Em pouco mais de dois anos, avolumam-se exemplos de condutas francamente incompatíveis com os princípios constitucionais antes mencionados e até mesmo com os códigos mais elementares da prática diplomática. De agressões injustificadas contra países com os quais o Brasil mantém relações estratégicas, até demonstrações de adesão a práticas inaceitáveis em uma democracia moderna, como nos espúrios comentários do Ministro em sua reação ao episódio da invasão do prédio do congresso norte-americano. As dificuldades evidenciadas pela pandemia de Covid-19 apenas descortinam os riscos de uma diplomacia amadora, despreparada e personalista, dirigida por critérios fantasmagóricos, e como esses riscos podem se traduzir em prejuízos concretos, por vezes irreparáveis, à toda a sociedade brasileira.

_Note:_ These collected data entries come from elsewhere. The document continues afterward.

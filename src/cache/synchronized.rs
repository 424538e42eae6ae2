//! # Synchronized Cache
//!
//! [`SynchronizedCache`] wraps a [`BoundedCache`] in
//! `Arc<parking_lot::RwLock<_>>`. Cloning the handle shares the cache.
//!
//! ## Lock Modes
//!
//! | Method                                | Lock      | Notes                               |
//! |---------------------------------------|-----------|-------------------------------------|
//! | `get_or_compute`, `try_get_or_compute`| Write     | Presence check + compute + insert   |
//! | `get`                                 | Read      | Peek; does not refresh recency      |
//! | `contains`                            | Read      |                                     |
//! | `len`, `is_empty`, `is_full`          | Read      |                                     |
//! | `max_size`, `is_reclaimed`            | Read      |                                     |
//! | `remove`, `clear`                     | Write     |                                     |
//! | `set_max_size`                        | Write     |                                     |
//! | `evict_under_pressure`                | Write     |                                     |
//!
//! ## Concurrency Model
//!
//! ```text
//!   Thread 1                Thread 2                Thread 3
//!      │ get_or_compute(k)     │ get_or_compute(k)     │ get(j)
//!      ▼                       ▼                       ▼
//!   ┌───────────────────────────────────────────────────────────┐
//!   │                    RwLock<BoundedCache>                   │
//!   │                                                           │
//!   │  get_or_compute holds WRITE for check + compute + insert, │
//!   │  so a key is computed at most once however many threads   │
//!   │  ask for it. Reads share the lock with each other only.   │
//!   └───────────────────────────────────────────────────────────┘
//! ```
//!
//! The computation runs **while the write lock is held**. Keep it short and
//! never call back into the same cache from inside it: `parking_lot` locks
//! are not reentrant, so that deadlocks. Guards are released on every exit
//! path, including a panicking computation, and the lock does not poison.

use std::fmt;
use std::hash::Hash;
use std::sync::{Arc, Weak};

use parking_lot::RwLock;

use crate::cache::bounded::BoundedCache;
use crate::error::ConfigError;
#[cfg(feature = "metrics")]
use crate::metrics::{CacheMetricsSnapshot, MetricsSnapshotProvider};
use crate::traits::{MemoCache, Reclaim};

/// Thread-safe handle to a shared [`BoundedCache`].
///
/// Cloning the handle shares the cache. [`get`](Self::get) runs under the
/// shared lock and therefore does not refresh LRU recency; only hits through
/// [`get_or_compute`](Self::get_or_compute) count as a use.
pub struct SynchronizedCache<K, V> {
    inner: Arc<RwLock<BoundedCache<K, V>>>,
}

impl<K, V> Clone for SynchronizedCache<K, V> {
    fn clone(&self) -> Self {
        Self {
            inner: Arc::clone(&self.inner),
        }
    }
}

impl<K, V> SynchronizedCache<K, V>
where
    K: Eq + Hash + Clone,
{
    /// Creates a shared cache holding at most `max_size` entries.
    ///
    /// # Example
    ///
    /// ```
    /// use memokit::cache::synchronized::SynchronizedCache;
    ///
    /// let cache: SynchronizedCache<u32, String> = SynchronizedCache::new(100).unwrap();
    /// assert_eq!(cache.max_size(), 100);
    /// assert!(cache.is_empty());
    /// assert!(SynchronizedCache::<u32, String>::new(0).is_err());
    /// ```
    pub fn new(max_size: usize) -> Result<Self, ConfigError> {
        Ok(Self::from_bounded(BoundedCache::new(max_size)?))
    }

    /// Takes ownership of an existing cache and shares it.
    pub fn from_bounded(cache: BoundedCache<K, V>) -> Self {
        Self {
            inner: Arc::new(RwLock::new(cache)),
        }
    }

    /// Returns the resident value for `key` or computes and stores it.
    ///
    /// Holds the write lock for the whole call, so concurrent callers asking
    /// for the same key see exactly one computation.
    ///
    /// # Example
    ///
    /// ```
    /// use memokit::cache::synchronized::SynchronizedCache;
    ///
    /// let cache = SynchronizedCache::new(10).unwrap();
    /// assert_eq!(cache.get_or_compute("k", |_| 7), 7);
    /// assert_eq!(cache.get_or_compute("k", |_| unreachable!()), 7);
    /// ```
    pub fn get_or_compute<F>(&self, key: K, compute: F) -> V
    where
        F: FnOnce(&K) -> V,
        V: Clone,
    {
        let mut cache = self.inner.write();
        cache.get_or_compute(key, compute).clone()
    }

    /// Fallible variant of [`get_or_compute`](Self::get_or_compute); an
    /// `Err` is returned to the caller and nothing is cached.
    pub fn try_get_or_compute<E, F>(&self, key: K, compute: F) -> Result<V, E>
    where
        F: FnOnce(&K) -> Result<V, E>,
        V: Clone,
    {
        let mut cache = self.inner.write();
        cache.try_get_or_compute(key, compute).cloned()
    }

    /// Returns a clone of the value for `key`.
    ///
    /// Runs under the shared lock, so it does not refresh LRU recency;
    /// hits through [`get_or_compute`](Self::get_or_compute) do.
    pub fn get(&self, key: &K) -> Option<V>
    where
        V: Clone,
    {
        let cache = self.inner.read();
        cache.peek(key).cloned()
    }

    pub fn contains(&self, key: &K) -> bool {
        let cache = self.inner.read();
        cache.contains(key)
    }

    #[doc(alias = "size")]
    pub fn len(&self) -> usize {
        let cache = self.inner.read();
        cache.len()
    }

    pub fn is_empty(&self) -> bool {
        let cache = self.inner.read();
        cache.is_empty()
    }

    pub fn is_full(&self) -> bool {
        let cache = self.inner.read();
        cache.is_full()
    }

    pub fn max_size(&self) -> usize {
        let cache = self.inner.read();
        cache.max_size()
    }

    pub fn is_reclaimed(&self) -> bool {
        let cache = self.inner.read();
        cache.is_reclaimed()
    }

    pub fn remove(&self, key: &K) -> Option<V> {
        let mut cache = self.inner.write();
        cache.remove(key)
    }

    pub fn clear(&self) {
        let mut cache = self.inner.write();
        cache.clear();
    }

    pub fn set_max_size(&self, max_size: usize) -> Result<(), ConfigError> {
        let mut cache = self.inner.write();
        cache.set_max_size(max_size)
    }

    /// Drops the backing store; see [`BoundedCache::evict_under_pressure`].
    pub fn evict_under_pressure(&self) -> usize {
        let mut cache = self.inner.write();
        cache.evict_under_pressure()
    }

    /// `true` if both handles share the same underlying cache.
    pub fn ptr_eq(&self, other: &Self) -> bool {
        Arc::ptr_eq(&self.inner, &other.inner)
    }
}

impl<K, V> SynchronizedCache<K, V>
where
    K: Eq + Hash + Clone + Send + Sync + 'static,
    V: Send + Sync + 'static,
{
    /// Weak handle for a [`PressureRegistry`](crate::pressure::PressureRegistry).
    ///
    /// The handle does not keep the cache alive.
    pub fn reclaim_handle(&self) -> Weak<dyn Reclaim + Send + Sync> {
        Arc::<RwLock<BoundedCache<K, V>>>::downgrade(&self.inner)
    }
}

#[cfg(feature = "metrics")]
impl<K, V> SynchronizedCache<K, V>
where
    K: Eq + Hash + Clone,
{
    pub fn metrics_snapshot(&self) -> CacheMetricsSnapshot {
        let cache = self.inner.read();
        cache.metrics_snapshot()
    }
}

#[cfg(feature = "metrics")]
impl<K, V> MetricsSnapshotProvider<CacheMetricsSnapshot> for SynchronizedCache<K, V>
where
    K: Eq + Hash + Clone,
{
    fn snapshot(&self) -> CacheMetricsSnapshot {
        self.metrics_snapshot()
    }
}

impl<K, V> MemoCache<K, V> for SynchronizedCache<K, V>
where
    K: Eq + Hash + Clone,
    V: Clone,
{
    fn get_or_compute<F>(&self, key: K, compute: F) -> V
    where
        F: FnOnce(&K) -> V,
    {
        SynchronizedCache::get_or_compute(self, key, compute)
    }

    fn clear(&self) {
        SynchronizedCache::clear(self);
    }

    fn set_max_size(&self, max_size: usize) -> Result<(), ConfigError> {
        SynchronizedCache::set_max_size(self, max_size)
    }

    fn len(&self) -> usize {
        SynchronizedCache::len(self)
    }

    fn max_size(&self) -> usize {
        SynchronizedCache::max_size(self)
    }
}

impl<K, V> Default for SynchronizedCache<K, V> {
    /// Creates a shared cache bounded at
    /// [`DEFAULT_MAX_SIZE`](crate::cache::bounded::DEFAULT_MAX_SIZE).
    fn default() -> Self {
        Self {
            inner: Arc::new(RwLock::new(BoundedCache::default())),
        }
    }
}

impl<K, V> From<BoundedCache<K, V>> for SynchronizedCache<K, V>
where
    K: Eq + Hash + Clone,
{
    fn from(cache: BoundedCache<K, V>) -> Self {
        Self::from_bounded(cache)
    }
}

impl<K, V> fmt::Debug for SynchronizedCache<K, V>
where
    K: Eq + Hash + Clone,
{
    fn fmt(&self, f: &mut fmt::Formatter<'_>) -> fmt::Result {
        let cache = self.inner.read();
        f.debug_struct("SynchronizedCache")
            .field("len", &cache.len())
            .field("max_size", &cache.max_size())
            .field("reclaimed", &cache.is_reclaimed())
            .finish_non_exhaustive()
    }
}
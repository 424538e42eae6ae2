//! Hit/miss and eviction counters, compiled in with the `metrics` feature.
//!
//! Recording and reading are split the same way as the caches themselves:
//! [`CacheMetrics`] only records (through `&self`, so the shared-lock read
//! path can count hits), and [`MetricsSnapshotProvider`] only reads.

pub mod recorder;
pub mod snapshot;

pub use recorder::CacheMetrics;
pub use snapshot::{CacheMetricsSnapshot, MetricsSnapshotProvider};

Sendo assim, nos juntamos às inúmeras manifestações de repúdio a esse lamentável e anômalo intervalo na condução da política externa brasileira, cujo alcance a trágica pandemia de Covid-19 colocou a nu, da pior forma possível e a um custo intolerável. Solidarizamo-nos com todas as milhares de pessoas tão duramente afetadas pela pior pandemia do nosso século, e lamentamos todas as mortes ocorridas no Brasil e em todos os países. A sociedade brasileira tem a seu serviço, no Itamaraty, um corpo profissional de funcionários altamente qualificados, ciosos de seus compromissos sob a constituição cidadã de 1988 e sob a leis do País, e de seu inarredável apego à democracia, aos direitos humanos, ao serviço público e à defesa dos interesses nacionais.

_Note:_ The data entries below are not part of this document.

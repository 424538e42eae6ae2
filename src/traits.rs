//! # Cache Seams
//!
//! Two small traits separate the memoization and reclamation layers from the
//! concrete cache types.
//!
//! ```text
//!   ┌──────────────────────────────────────┐     ┌─────────────────────────────┐
//!   │          MemoCache<K, V>             │     │          Reclaim            │
//!   │                                      │     │                             │
//!   │  get_or_compute(&, K, F) → V         │     │  reclaim(&) → usize         │
//!   │  clear(&)                            │     │                             │
//!   │  set_max_size(&, usize) → Result     │     └──────────────┬──────────────┘
//!   │  len(&) / max_size(&)                │                    │
//!   └──────────────────┬───────────────────┘                    │
//!                      │                                        │
//!        ┌─────────────┴──────────────┐                         │
//!        ▼                            ▼                         ▼
//!   SynchronizedCache<K, V>     RefCell<BoundedCache>   RwLock<BoundedCache>
//!   (shared across threads)     (single thread)         (held by SynchronizedCache,
//!                                                        registered for pressure relief)
//! ```
//!
//! | Trait       | Used by                         | Purpose                              |
//! |-------------|---------------------------------|--------------------------------------|
//! | `MemoCache` | `MemoizedFn`, `MemoizedBiFn`    | Compute-if-absent through `&self`    |
//! | `Reclaim`   | `PressureRegistry`              | Drop a whole cache on memory pressure|
//!
//! Both take `&self`: the memoizers are called through shared references, and
//! the pressure registry only holds weak, shared handles.

use std::cell::RefCell;
use std::hash::Hash;

use parking_lot::RwLock;

use crate::cache::bounded::BoundedCache;
use crate::error::ConfigError;

/// A cache a memoizer can compute through.
///
/// `compute` may run while the implementation holds internal exclusive
/// access (a write lock, a `RefCell` borrow). It must not call back into the
/// same cache: with [`SynchronizedCache`](crate::cache::synchronized::SynchronizedCache)
/// that deadlocks, with `RefCell<BoundedCache>` it panics.
///
/// # Example
///
/// ```
/// use memokit::cache::synchronized::SynchronizedCache;
/// use memokit::traits::MemoCache;
///
/// fn square_through<C: MemoCache<u64, u64>>(cache: &C, x: u64) -> u64 {
///     cache.get_or_compute(x, |x| x * x)
/// }
///
/// let cache = SynchronizedCache::new(16).unwrap();
/// assert_eq!(square_through(&cache, 12), 144);
/// assert_eq!(MemoCache::len(&cache), 1);
/// ```
pub trait MemoCache<K, V> {
    /// Returns the resident value for `key` or computes, stores and returns it.
    fn get_or_compute<F>(&self, key: K, compute: F) -> V
    where
        F: FnOnce(&K) -> V;

    /// Discards every resident entry.
    fn clear(&self);

    /// Changes the bound applied by future insertions.
    fn set_max_size(&self, max_size: usize) -> Result<(), ConfigError>;

    /// Number of resident entries.
    fn len(&self) -> usize;

    fn is_empty(&self) -> bool {
        self.len() == 0
    }

    fn max_size(&self) -> usize;
}

/// Something that can drop all of its cached contents on request.
pub trait Reclaim {
    /// Discards everything reclaimable and returns how many entries went.
    fn reclaim(&self) -> usize;
}

impl<K, V> MemoCache<K, V> for RefCell<BoundedCache<K, V>>
where
    K: Eq + Hash + Clone,
    V: Clone,
{
    fn get_or_compute<F>(&self, key: K, compute: F) -> V
    where
        F: FnOnce(&K) -> V,
    {
        self.borrow_mut().get_or_compute(key, compute).clone()
    }

    fn clear(&self) {
        self.borrow_mut().clear();
    }

    fn set_max_size(&self, max_size: usize) -> Result<(), ConfigError> {
        self.borrow_mut().set_max_size(max_size)
    }

    fn len(&self) -> usize {
        self.borrow().len()
    }

    fn max_size(&self) -> usize {
        self.borrow().max_size()
    }
}

impl<K, V> Reclaim for RwLock<BoundedCache<K, V>>
where
    K: Eq + Hash + Clone,
{
    fn reclaim(&self) -> usize {
        self.write().evict_under_pressure()
    }
}

#[cfg(test)]
mod tests {
    use super::*;

    #[test]
    fn refcell_cache_memoizes_single_threaded() {
        let cache = RefCell::new(BoundedCache::new(2).unwrap());
        let mut calls = 0;

        assert_eq!(cache.get_or_compute(4, |x| { calls += 1; x * 2 }), 8);
        assert_eq!(cache.get_or_compute(4, |x| { calls += 1; x * 2 }), 8);
        assert_eq!(calls, 1);
        assert_eq!(MemoCache::len(&cache), 1);
        assert!(!MemoCache::is_empty(&cache));

        MemoCache::set_max_size(&cache, 5).unwrap();
        assert_eq!(MemoCache::max_size(&cache), 5);
        MemoCache::clear(&cache);
        assert_eq!(MemoCache::len(&cache), 0);
    }

    #[test]
    #[should_panic]
    fn refcell_cache_reentrant_compute_panics() {
        let cache: RefCell<BoundedCache<u32, u32>> = RefCell::new(BoundedCache::new(4).unwrap());
        cache.get_or_compute(1, |_| cache.get_or_compute(2, |_| 2));
    }

    #[test]
    fn rwlock_cache_reclaims_through_trait() {
        let lock = RwLock::new(BoundedCache::new(4).unwrap());
        lock.write().get_or_compute("a", |_| 1);
        lock.write().get_or_compute("b", |_| 2);

        assert_eq!(lock.reclaim(), 2);
        assert!(lock.read().is_reclaimed());
        assert_eq!(lock.reclaim(), 0);
    }
}
//! Memory-pressure relief across many caches.
//!
//! A [`PressureRegistry`] keeps weak handles to [`Reclaim`] targets, usually
//! [`SynchronizedCache`]s. When the host decides memory is tight it calls
//! [`relieve`](PressureRegistry::relieve), which drops every live cache's
//! backing store. Caches keep working afterwards: the next write recreates
//! an empty store.
//!
//! ```text
//!   PressureRegistry
//!     targets: RwLock<Vec<Weak<dyn Reclaim>>>
//!        │
//!        ├── Weak ──► RwLock<BoundedCache<A, R>>   (live: reclaimed)
//!        ├── Weak ──► RwLock<BoundedCache<B, S>>   (live: reclaimed)
//!        └── Weak ──► (dropped)                    (pruned)
//! ```
//!
//! Registration does not extend a cache's lifetime. `relieve` upgrades the
//! live handles, releases its own lock, and only then takes each cache's
//! write lock, one at a time.
//!
//! Nothing in this crate calls `relieve` on its own. Memoized results are
//! always recomputable, so relieving pressure early or never is safe.

use std::fmt;
use std::hash::Hash;
use std::sync::{Arc, OnceLock, Weak};

use parking_lot::RwLock;

use crate::cache::synchronized::SynchronizedCache;
use crate::traits::Reclaim;

type ReclaimHandle = Weak<dyn Reclaim + Send + Sync>;

/// Shared list of caches to empty under memory pressure.
///
/// Cloning the registry shares the list.
///
/// # Example
///
/// ```
/// use memokit::cache::synchronized::SynchronizedCache;
/// use memokit::pressure::PressureRegistry;
///
/// let registry = PressureRegistry::new();
/// let cache = SynchronizedCache::new(8).unwrap();
/// registry.register_cache(&cache);
///
/// cache.get_or_compute(1u32, |k| k * 2);
/// assert_eq!(registry.relieve(), 1);
/// assert!(cache.is_empty());
/// ```
#[derive(Clone, Default)]
pub struct PressureRegistry {
    targets: Arc<RwLock<Vec<ReclaimHandle>>>,
}

static GLOBAL_REGISTRY: OnceLock<PressureRegistry> = OnceLock::new();

impl PressureRegistry {
    pub fn new() -> Self {
        Self::default()
    }

    /// Process-wide registry.
    pub fn global() -> &'static PressureRegistry {
        GLOBAL_REGISTRY.get_or_init(PressureRegistry::new)
    }

    /// Adds `handle`, forgetting any registered targets that were dropped.
    pub fn register(&self, handle: ReclaimHandle) {
        let mut targets = self.targets.write();
        targets.retain(|handle| handle.strong_count() > 0);
        targets.push(handle);
    }

    pub fn register_cache<K, V>(&self, cache: &SynchronizedCache<K, V>)
    where
        K: Eq + Hash + Clone + Send + Sync + 'static,
        V: Send + Sync + 'static,
    {
        self.register(cache.reclaim_handle());
    }

    /// Reclaims every live registered target and forgets dropped ones.
    ///
    /// Returns the total number of entries discarded.
    pub fn relieve(&self) -> usize {
        let live: Vec<Arc<dyn Reclaim + Send + Sync>> = {
            let mut targets = self.targets.write();
            targets.retain(|handle| handle.strong_count() > 0);
            targets.iter().filter_map(Weak::upgrade).collect()
        };

        let discarded: usize = live.iter().map(|target| target.reclaim()).sum();
        tracing::info!(caches = live.len(), discarded, "relieved memory pressure");
        discarded
    }

    /// Number of registered targets that are still alive.
    pub fn len(&self) -> usize {
        self.targets
            .read()
            .iter()
            .filter(|handle| handle.strong_count() > 0)
            .count()
    }

    pub fn is_empty(&self) -> bool {
        self.len() == 0
    }
}

impl fmt::Debug for PressureRegistry {
    fn fmt(&self, f: &mut fmt::Formatter<'_>) -> fmt::Result {
        f.debug_struct("PressureRegistry")
            .field("live", &self.len())
            .finish()
    }
}
/// Point-in-time copy of a cache's counters plus size gauges.
#[derive(Debug, Default, Clone, Copy, PartialEq, Eq)]
pub struct CacheMetricsSnapshot {
    pub hits: u64,
    pub misses: u64,
    pub inserts: u64,
    pub evictions: u64,
    pub removals: u64,
    pub reclamations: u64,

    // gauges captured at snapshot time
    pub len: usize,
    pub max_size: usize,
}

impl CacheMetricsSnapshot {
    /// Fraction of lookups that hit, or `0.0` before any lookup.
    pub fn hit_rate(&self) -> f64 {
        let lookups = self.hits + self.misses;
        if lookups == 0 {
            0.0
        } else {
            self.hits as f64 / lookups as f64
        }
    }
}

/// Anything that can produce a metrics snapshot.
pub trait MetricsSnapshotProvider<S> {
    fn snapshot(&self) -> S;
}

#[cfg(test)]
mod tests {
    use super::*;

    #[test]
    fn hit_rate_handles_no_lookups() {
        assert_eq!(CacheMetricsSnapshot::default().hit_rate(), 0.0);
    }

    #[test]
    fn hit_rate_is_hits_over_lookups() {
        let snapshot = CacheMetricsSnapshot {
            hits: 3,
            misses: 1,
            ..Default::default()
        };
        assert!((snapshot.hit_rate() - 0.75).abs() < f64::EPSILON);
    }
}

Esta carta foi elaborada por diplomatas da ativa e recebeu a adesão de um grupo representativo de diplomatas de todas as classes funcionais. Estamos convencidos de que, em suas linhas gerais, ela reflete o sentimento da maioria do corpo diplomático brasileiro, que não pode se expressar, no contexto atual, sem o receio de sofrer retaliações que afetariam suas carreiras e vidas pessoais, já marcadas pelas dificuldades e sacrifícios próprios da profissão que abraçaram como forma de contribuir para a construção de um futuro melhor para o nosso amado Brasil”.